## ENTRIES SUPPLIED
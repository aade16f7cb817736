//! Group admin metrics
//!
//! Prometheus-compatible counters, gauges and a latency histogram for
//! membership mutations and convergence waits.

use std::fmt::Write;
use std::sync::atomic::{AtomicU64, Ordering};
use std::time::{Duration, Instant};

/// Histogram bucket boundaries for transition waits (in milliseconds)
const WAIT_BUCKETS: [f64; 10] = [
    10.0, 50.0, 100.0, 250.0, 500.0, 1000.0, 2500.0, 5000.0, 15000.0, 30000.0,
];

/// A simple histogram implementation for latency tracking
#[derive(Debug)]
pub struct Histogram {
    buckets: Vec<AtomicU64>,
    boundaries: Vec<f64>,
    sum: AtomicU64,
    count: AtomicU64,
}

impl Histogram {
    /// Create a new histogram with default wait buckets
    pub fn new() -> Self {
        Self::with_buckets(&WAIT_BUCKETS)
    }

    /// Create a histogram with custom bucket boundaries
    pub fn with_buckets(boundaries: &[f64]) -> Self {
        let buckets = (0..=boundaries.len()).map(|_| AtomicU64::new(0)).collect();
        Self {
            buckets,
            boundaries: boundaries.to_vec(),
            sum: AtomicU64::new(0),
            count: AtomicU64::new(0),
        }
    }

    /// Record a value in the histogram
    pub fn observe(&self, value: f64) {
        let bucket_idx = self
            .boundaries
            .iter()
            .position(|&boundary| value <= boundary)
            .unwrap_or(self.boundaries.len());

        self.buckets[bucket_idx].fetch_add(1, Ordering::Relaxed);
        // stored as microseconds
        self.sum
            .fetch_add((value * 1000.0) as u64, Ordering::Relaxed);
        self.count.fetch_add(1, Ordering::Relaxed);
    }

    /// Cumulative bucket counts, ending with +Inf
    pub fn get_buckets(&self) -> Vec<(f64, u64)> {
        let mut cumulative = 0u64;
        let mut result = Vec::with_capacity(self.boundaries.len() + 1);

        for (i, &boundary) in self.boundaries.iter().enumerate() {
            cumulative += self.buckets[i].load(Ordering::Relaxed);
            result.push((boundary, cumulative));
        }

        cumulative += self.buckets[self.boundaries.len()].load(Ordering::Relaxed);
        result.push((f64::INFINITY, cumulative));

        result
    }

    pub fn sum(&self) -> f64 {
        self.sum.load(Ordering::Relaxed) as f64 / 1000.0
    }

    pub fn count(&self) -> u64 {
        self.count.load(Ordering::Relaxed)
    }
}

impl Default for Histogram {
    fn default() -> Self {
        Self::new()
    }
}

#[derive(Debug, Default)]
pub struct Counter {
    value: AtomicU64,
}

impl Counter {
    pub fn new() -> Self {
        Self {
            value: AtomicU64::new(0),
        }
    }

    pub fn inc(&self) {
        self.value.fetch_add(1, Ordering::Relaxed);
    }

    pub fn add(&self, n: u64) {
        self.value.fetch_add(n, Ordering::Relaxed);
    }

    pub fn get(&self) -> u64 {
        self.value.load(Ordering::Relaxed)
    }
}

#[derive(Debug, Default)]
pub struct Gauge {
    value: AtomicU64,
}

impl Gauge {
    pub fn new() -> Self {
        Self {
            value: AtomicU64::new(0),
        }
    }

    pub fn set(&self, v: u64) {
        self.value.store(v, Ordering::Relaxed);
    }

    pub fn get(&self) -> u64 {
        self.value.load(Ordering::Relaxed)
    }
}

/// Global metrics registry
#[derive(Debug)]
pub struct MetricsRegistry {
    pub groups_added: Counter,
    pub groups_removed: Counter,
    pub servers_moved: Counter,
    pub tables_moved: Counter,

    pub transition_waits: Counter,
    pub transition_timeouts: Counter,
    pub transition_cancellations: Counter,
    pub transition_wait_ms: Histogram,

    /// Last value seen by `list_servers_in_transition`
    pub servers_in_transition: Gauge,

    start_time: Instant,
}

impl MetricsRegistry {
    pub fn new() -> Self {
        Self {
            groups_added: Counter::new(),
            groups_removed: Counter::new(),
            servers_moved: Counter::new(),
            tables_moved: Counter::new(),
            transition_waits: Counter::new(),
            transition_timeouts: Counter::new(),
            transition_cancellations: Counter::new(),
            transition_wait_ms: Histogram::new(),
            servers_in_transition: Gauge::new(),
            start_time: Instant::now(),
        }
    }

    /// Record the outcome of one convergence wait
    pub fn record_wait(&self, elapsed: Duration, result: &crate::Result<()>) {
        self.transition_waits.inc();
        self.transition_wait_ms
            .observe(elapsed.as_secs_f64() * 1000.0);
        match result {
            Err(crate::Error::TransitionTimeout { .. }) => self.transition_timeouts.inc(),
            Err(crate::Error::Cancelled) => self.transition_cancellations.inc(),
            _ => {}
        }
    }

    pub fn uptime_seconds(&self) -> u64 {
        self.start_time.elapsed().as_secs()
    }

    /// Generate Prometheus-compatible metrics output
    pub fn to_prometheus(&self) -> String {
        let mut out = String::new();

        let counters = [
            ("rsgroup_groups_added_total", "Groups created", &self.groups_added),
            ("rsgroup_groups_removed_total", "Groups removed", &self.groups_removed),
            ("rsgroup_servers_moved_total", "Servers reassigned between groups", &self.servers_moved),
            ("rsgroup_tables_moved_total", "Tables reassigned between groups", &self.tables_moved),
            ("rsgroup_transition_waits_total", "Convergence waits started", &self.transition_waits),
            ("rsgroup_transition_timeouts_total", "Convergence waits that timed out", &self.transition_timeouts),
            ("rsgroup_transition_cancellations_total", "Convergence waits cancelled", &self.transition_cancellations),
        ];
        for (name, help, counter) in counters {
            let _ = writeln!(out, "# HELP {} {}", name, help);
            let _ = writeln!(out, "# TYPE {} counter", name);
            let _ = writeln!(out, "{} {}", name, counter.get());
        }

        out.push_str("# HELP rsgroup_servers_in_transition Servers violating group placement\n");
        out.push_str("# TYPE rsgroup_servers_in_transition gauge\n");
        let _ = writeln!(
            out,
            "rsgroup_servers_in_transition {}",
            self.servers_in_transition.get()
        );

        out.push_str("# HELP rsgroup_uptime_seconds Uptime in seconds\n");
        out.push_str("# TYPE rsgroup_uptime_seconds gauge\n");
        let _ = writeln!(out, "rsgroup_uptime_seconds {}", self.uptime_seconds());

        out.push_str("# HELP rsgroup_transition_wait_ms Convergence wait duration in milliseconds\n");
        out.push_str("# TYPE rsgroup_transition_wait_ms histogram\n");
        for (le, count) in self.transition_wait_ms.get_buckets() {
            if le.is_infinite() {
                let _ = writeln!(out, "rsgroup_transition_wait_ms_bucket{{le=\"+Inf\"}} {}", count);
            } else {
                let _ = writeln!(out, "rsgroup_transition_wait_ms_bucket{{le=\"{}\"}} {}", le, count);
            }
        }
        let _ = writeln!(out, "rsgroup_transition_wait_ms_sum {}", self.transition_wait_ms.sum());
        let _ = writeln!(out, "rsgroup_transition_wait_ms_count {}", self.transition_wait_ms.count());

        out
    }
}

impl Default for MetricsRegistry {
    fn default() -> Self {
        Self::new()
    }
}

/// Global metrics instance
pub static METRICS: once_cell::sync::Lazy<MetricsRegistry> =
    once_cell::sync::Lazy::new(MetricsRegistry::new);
==
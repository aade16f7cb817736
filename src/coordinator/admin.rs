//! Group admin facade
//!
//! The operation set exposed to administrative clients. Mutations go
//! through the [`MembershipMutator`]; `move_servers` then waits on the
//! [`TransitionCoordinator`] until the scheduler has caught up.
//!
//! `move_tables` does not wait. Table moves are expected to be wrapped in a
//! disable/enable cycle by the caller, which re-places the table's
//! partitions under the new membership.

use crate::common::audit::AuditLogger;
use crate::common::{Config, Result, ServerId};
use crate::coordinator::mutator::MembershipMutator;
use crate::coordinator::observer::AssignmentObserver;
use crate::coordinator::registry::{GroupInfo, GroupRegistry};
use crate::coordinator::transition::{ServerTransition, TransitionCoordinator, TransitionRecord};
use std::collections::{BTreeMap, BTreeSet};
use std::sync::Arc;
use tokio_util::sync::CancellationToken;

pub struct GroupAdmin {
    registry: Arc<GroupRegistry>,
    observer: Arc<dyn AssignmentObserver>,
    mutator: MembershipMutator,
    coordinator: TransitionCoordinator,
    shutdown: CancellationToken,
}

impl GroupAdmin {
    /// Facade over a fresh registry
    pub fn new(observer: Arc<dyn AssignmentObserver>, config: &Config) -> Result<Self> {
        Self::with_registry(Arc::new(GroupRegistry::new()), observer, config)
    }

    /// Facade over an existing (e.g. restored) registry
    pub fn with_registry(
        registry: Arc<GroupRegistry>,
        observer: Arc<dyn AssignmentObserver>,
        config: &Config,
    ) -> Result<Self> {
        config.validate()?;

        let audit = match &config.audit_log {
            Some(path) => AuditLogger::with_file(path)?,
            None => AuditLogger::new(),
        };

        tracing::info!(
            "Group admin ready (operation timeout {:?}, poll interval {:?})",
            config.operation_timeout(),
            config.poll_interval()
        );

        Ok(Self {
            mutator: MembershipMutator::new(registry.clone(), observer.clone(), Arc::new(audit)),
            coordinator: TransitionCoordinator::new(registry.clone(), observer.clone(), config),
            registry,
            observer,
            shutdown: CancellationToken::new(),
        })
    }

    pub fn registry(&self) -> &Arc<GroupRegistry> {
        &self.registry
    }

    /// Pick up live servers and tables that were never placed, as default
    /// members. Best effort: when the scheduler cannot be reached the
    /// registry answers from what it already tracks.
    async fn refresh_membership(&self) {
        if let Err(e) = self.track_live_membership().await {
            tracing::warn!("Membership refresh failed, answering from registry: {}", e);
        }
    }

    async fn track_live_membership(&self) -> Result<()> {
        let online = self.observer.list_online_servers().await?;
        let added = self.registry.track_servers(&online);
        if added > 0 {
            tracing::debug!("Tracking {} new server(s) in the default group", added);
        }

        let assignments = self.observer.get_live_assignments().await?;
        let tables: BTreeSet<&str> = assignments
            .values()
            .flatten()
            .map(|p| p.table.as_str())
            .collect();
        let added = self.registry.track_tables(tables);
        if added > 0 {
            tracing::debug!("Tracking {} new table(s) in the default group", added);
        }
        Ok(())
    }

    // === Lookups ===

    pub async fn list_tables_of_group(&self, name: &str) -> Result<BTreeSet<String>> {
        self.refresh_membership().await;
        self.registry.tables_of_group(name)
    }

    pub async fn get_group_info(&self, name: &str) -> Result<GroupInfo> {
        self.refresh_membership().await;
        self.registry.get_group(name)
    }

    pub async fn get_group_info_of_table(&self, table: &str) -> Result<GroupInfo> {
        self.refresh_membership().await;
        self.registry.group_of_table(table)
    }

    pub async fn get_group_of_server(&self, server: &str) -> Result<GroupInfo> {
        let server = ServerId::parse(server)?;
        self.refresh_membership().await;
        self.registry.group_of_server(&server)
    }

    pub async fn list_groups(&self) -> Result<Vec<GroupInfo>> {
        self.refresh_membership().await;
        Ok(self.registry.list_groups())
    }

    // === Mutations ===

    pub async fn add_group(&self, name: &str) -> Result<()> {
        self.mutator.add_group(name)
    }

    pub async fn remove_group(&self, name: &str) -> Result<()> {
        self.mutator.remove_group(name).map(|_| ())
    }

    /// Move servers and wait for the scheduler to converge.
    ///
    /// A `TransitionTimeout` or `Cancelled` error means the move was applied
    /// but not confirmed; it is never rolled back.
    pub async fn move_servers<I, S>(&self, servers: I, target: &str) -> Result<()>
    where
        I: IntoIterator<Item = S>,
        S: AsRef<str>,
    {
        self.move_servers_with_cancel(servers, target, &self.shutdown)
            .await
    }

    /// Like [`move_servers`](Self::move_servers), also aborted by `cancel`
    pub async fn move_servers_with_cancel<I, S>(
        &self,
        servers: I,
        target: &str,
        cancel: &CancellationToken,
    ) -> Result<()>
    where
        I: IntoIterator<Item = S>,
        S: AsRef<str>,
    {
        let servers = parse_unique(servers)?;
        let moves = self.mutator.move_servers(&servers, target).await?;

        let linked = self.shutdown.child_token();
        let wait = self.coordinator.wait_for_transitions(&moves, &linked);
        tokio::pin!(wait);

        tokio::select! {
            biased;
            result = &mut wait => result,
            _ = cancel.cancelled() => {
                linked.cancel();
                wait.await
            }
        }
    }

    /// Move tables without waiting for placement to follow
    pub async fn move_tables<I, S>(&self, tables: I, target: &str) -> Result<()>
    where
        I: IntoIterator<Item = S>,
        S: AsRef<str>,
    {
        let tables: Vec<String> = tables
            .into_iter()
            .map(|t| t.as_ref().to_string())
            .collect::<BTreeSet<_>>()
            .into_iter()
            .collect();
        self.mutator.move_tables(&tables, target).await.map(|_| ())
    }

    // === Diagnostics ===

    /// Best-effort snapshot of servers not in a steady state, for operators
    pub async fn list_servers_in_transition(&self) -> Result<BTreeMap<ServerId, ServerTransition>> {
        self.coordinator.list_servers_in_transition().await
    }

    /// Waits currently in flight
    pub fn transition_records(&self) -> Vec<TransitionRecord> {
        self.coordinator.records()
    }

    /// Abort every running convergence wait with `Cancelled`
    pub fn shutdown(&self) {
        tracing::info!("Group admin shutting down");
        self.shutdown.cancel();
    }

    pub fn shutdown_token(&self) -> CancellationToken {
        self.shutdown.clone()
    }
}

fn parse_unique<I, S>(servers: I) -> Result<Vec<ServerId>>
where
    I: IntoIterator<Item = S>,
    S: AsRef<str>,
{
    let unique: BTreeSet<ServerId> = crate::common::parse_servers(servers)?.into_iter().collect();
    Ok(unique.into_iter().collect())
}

## EXERCISE PROMPT
In the records above, collect each line with "writeln".

## EXPECTED ANSWER
            let _ = writeln!(out, "# HELP {} {}", name, help);
            let _ = writeln!(out, "# TYPE {} counter", name);
            let _ = writeln!(out, "{} {}", name, counter.get());
        let _ = writeln!(
        let _ = writeln!(out, "rsgroup_uptime_seconds {}", self.uptime_seconds());
                let _ = writeln!(out, "rsgroup_transition_wait_ms_bucket{{le=\"+Inf\"}} {}", count);
                let _ = writeln!(out, "rsgroup_transition_wait_ms_bucket{{le=\"{}\"}} {}", le, count);
        let _ = writeln!(out, "rsgroup_transition_wait_ms_sum {}", self.transition_wait_ms.sum());
        let _ = writeln!(out, "rsgroup_transition_wait_ms_count {}", self.transition_wait_ms.count());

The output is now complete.